Filter the material below down to the lines containing the word "Features".

++++ Supplied data

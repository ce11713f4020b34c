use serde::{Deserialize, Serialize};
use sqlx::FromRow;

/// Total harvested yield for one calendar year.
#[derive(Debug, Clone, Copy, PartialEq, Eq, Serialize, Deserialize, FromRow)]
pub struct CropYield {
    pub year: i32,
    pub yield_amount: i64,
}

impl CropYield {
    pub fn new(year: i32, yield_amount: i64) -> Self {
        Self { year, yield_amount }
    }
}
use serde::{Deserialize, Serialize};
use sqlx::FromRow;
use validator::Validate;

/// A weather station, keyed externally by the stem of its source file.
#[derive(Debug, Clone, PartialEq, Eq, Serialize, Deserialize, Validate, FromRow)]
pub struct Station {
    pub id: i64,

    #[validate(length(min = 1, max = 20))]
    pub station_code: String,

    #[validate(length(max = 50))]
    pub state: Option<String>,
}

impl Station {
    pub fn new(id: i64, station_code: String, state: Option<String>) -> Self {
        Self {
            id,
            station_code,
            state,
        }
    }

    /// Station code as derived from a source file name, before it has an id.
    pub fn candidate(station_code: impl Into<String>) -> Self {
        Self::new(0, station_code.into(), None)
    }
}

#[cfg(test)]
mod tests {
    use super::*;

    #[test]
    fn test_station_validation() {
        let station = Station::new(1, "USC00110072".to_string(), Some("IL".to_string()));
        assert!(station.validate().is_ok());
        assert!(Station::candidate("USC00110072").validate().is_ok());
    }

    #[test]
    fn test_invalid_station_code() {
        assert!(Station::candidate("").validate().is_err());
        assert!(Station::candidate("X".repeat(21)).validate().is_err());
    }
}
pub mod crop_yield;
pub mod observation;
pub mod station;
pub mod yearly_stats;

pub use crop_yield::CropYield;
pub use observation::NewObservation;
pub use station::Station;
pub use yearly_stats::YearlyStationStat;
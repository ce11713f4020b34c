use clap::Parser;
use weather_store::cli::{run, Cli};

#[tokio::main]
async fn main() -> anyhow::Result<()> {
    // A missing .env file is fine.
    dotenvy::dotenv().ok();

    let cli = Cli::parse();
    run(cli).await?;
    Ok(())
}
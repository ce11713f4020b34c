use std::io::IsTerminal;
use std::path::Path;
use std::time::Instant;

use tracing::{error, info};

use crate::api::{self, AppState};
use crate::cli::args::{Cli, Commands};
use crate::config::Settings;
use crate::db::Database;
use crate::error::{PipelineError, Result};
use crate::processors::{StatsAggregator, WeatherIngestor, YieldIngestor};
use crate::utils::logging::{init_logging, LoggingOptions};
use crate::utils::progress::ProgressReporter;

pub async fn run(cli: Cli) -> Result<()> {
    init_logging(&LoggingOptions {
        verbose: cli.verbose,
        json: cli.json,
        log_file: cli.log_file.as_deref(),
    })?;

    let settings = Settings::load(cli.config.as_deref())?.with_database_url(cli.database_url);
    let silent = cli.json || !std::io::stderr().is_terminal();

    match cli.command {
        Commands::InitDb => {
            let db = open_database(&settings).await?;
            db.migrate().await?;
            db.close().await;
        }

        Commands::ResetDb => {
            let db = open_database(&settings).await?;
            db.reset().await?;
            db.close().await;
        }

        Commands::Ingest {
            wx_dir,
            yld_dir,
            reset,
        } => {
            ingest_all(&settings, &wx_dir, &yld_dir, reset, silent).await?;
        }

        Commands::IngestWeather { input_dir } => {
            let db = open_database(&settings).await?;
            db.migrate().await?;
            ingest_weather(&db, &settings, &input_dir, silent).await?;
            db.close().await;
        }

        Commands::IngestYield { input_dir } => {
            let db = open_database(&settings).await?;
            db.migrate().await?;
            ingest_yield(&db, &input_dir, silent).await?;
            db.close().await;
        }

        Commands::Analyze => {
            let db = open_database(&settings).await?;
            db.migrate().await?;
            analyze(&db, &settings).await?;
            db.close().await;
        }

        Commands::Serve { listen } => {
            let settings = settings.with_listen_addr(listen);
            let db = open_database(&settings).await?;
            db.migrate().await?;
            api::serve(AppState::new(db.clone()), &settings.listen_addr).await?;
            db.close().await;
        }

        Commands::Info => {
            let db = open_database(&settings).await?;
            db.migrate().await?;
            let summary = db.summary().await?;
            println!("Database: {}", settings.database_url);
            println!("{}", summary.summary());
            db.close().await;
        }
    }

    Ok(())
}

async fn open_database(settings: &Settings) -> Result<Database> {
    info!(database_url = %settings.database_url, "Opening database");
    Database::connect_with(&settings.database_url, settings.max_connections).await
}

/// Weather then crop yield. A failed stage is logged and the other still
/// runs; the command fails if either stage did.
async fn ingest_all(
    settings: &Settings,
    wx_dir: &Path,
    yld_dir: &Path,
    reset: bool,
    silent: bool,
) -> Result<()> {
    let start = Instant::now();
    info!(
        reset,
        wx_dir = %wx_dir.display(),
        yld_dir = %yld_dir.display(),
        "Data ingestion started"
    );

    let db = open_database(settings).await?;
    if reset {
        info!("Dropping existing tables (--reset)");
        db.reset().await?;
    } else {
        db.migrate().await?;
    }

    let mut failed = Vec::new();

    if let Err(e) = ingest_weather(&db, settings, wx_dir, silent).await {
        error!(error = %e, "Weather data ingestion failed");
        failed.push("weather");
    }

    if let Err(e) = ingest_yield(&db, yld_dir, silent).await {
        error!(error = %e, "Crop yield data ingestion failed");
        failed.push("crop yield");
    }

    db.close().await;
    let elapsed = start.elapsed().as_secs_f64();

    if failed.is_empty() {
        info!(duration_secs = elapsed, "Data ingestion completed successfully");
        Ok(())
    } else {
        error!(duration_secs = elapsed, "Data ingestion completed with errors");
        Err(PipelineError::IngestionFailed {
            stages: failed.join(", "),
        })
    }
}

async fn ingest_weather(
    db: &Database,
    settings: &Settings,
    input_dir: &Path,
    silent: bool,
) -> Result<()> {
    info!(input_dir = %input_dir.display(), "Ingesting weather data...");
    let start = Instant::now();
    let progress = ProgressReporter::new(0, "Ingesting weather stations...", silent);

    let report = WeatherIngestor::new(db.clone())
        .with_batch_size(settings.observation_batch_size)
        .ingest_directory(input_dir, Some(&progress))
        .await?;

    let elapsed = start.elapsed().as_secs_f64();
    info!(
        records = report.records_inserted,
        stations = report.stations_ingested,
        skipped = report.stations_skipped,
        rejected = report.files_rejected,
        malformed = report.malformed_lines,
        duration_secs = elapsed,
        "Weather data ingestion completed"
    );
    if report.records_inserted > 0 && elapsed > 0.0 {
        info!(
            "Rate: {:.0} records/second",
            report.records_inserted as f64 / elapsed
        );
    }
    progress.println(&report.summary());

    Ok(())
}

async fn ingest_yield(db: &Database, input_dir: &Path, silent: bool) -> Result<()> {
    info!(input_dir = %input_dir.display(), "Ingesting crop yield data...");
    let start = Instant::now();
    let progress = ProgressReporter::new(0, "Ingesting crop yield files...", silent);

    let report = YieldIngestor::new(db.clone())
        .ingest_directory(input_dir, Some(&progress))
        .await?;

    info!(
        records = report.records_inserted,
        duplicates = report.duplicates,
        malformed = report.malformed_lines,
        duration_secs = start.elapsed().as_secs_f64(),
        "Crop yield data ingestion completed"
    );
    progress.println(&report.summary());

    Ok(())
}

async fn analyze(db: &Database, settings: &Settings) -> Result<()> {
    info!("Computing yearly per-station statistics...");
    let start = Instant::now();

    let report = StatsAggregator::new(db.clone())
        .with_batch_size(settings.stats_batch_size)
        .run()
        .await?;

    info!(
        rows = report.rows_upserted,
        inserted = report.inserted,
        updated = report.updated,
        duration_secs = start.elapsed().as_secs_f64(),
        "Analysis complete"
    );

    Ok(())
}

++++++++
++++ Supplied data

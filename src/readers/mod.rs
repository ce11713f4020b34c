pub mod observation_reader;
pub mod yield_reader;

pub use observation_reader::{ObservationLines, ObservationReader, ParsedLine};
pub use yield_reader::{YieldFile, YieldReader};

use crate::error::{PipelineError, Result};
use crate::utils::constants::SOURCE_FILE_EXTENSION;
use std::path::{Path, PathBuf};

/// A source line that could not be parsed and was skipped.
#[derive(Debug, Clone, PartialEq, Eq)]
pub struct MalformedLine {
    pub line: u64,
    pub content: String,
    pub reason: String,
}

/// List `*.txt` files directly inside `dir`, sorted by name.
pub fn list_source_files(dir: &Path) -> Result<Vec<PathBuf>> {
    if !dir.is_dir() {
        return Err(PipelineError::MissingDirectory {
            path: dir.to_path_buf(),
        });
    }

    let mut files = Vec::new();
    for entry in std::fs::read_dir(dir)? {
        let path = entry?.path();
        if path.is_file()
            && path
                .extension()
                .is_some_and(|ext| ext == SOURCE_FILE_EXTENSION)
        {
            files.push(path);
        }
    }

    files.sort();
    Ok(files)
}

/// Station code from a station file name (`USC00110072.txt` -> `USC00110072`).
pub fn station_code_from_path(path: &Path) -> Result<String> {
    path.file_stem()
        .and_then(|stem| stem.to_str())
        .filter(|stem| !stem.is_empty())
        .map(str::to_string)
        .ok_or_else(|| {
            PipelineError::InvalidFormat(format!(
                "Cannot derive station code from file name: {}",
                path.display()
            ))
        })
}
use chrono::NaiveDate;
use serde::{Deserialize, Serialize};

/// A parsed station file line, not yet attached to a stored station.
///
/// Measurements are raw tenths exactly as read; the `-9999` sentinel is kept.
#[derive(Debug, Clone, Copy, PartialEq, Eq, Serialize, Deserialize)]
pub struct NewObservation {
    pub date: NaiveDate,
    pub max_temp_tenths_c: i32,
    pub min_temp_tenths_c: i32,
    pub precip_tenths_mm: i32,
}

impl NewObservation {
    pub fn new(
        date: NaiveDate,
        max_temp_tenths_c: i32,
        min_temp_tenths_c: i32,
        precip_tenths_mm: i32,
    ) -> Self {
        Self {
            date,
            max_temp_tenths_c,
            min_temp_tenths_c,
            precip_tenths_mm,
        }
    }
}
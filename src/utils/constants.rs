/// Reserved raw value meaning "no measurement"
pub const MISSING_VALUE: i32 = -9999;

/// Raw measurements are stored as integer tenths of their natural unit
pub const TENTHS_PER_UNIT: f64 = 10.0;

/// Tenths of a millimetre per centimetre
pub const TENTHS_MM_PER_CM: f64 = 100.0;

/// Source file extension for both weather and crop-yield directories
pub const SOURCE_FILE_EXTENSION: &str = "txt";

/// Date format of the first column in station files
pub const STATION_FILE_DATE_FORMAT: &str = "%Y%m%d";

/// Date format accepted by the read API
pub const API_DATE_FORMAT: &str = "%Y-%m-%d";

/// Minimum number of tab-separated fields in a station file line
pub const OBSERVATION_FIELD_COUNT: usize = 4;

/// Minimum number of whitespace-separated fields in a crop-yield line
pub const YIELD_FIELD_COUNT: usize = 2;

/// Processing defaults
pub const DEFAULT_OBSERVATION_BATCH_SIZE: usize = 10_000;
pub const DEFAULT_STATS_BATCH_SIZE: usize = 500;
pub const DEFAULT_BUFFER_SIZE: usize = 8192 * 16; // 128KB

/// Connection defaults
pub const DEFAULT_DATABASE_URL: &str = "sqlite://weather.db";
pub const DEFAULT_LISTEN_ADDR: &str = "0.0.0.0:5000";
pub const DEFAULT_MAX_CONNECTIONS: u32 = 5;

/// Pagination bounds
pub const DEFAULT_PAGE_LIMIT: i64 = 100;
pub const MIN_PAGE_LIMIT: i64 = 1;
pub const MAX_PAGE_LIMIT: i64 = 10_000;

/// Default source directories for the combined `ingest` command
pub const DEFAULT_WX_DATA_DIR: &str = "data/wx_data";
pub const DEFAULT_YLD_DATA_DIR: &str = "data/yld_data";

++++++++
++++ Supplied data

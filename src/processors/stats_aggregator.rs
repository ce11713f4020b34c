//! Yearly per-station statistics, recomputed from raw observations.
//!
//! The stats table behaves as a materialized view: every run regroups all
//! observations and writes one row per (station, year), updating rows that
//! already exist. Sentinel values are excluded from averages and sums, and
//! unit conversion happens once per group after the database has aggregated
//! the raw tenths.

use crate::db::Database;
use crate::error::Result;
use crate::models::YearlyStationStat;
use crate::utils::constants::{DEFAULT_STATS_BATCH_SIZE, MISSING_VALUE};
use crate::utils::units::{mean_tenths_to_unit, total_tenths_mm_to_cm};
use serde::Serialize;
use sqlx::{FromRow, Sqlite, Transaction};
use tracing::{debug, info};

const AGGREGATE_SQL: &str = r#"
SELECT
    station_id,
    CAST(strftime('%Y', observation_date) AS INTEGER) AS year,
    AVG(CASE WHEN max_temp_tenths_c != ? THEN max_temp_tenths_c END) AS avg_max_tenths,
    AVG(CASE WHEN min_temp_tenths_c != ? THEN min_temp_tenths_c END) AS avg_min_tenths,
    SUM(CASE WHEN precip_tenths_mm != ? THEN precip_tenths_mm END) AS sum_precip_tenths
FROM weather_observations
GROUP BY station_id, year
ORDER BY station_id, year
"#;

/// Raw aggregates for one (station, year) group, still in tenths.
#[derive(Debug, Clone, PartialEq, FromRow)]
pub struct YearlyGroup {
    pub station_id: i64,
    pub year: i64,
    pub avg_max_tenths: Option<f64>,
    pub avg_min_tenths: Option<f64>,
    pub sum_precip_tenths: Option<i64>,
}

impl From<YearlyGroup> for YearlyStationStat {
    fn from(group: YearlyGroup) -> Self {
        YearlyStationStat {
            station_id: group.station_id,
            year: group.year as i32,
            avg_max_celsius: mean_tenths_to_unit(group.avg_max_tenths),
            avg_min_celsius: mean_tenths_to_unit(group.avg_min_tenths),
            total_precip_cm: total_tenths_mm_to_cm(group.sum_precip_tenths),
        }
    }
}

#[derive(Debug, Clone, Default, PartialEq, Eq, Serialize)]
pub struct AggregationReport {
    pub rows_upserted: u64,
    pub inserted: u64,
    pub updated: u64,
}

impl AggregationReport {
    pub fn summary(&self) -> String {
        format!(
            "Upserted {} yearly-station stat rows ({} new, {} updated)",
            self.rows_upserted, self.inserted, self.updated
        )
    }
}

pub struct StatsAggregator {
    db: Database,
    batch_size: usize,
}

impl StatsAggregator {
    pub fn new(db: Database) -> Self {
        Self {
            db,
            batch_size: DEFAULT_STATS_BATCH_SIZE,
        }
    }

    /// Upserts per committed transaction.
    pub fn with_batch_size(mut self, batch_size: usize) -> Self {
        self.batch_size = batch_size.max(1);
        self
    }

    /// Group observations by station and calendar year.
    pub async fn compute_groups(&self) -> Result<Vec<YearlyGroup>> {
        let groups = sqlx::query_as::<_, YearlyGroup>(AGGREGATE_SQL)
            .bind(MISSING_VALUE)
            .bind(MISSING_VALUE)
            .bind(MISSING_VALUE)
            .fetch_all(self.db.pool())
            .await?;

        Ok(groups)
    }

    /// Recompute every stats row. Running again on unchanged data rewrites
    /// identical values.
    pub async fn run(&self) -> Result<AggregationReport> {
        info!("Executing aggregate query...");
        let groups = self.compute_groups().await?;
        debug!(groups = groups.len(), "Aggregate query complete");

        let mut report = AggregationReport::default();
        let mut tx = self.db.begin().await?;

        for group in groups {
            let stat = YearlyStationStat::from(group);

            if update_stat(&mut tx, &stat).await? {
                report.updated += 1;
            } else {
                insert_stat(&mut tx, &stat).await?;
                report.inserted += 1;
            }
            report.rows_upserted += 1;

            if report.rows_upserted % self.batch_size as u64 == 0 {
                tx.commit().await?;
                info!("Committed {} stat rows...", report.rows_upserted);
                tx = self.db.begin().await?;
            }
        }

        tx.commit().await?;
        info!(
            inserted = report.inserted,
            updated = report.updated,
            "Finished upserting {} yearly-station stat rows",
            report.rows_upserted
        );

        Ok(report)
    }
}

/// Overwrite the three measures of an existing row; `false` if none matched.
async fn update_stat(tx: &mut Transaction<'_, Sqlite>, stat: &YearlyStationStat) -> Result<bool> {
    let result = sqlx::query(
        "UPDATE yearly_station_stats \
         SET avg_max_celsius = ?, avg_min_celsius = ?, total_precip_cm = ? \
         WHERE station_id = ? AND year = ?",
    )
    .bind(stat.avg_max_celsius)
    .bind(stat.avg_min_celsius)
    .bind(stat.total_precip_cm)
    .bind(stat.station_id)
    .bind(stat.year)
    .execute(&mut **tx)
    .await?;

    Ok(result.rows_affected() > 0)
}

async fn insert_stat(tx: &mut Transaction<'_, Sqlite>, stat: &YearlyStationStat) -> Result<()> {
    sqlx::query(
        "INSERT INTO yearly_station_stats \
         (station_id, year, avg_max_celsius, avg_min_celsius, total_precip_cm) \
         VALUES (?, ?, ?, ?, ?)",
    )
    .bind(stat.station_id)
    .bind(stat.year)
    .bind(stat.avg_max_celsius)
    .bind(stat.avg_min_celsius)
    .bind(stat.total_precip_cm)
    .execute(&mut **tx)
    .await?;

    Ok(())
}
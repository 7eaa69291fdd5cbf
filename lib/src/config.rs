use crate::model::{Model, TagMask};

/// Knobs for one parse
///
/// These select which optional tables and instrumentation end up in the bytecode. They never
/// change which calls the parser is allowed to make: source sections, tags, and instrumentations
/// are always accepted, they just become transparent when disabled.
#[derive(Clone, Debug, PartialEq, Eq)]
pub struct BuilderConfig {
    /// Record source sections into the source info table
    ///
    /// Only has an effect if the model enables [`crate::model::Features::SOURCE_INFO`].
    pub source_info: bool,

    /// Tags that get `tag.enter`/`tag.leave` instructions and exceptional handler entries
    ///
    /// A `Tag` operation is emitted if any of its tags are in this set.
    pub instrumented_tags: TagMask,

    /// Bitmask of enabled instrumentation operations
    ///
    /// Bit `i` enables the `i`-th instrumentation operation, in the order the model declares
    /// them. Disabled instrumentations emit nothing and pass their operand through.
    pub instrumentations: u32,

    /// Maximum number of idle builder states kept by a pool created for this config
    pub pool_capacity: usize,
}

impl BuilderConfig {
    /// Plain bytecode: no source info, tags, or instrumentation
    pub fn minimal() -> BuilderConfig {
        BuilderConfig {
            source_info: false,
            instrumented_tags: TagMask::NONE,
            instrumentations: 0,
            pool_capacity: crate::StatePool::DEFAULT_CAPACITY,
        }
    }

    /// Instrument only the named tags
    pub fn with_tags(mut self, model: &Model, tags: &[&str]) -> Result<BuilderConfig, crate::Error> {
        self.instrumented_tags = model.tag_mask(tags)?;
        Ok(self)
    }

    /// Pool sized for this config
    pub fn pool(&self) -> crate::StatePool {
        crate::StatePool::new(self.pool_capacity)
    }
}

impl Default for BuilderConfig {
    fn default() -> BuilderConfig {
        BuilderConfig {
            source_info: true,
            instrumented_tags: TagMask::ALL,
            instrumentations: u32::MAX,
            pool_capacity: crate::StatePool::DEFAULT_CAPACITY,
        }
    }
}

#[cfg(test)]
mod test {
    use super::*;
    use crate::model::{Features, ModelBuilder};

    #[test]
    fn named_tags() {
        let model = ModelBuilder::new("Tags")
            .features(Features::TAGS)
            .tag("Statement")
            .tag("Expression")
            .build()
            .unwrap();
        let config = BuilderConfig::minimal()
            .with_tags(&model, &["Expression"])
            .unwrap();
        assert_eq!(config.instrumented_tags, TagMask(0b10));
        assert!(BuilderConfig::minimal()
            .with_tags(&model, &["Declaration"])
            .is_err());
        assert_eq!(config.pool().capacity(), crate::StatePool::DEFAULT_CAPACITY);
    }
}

++++++++

Solution:
    /// Only has an effect if the model enables [`crate::model::Features::SOURCE_INFO`].
    use crate::model::{Features, ModelBuilder};
            .features(Features::TAGS)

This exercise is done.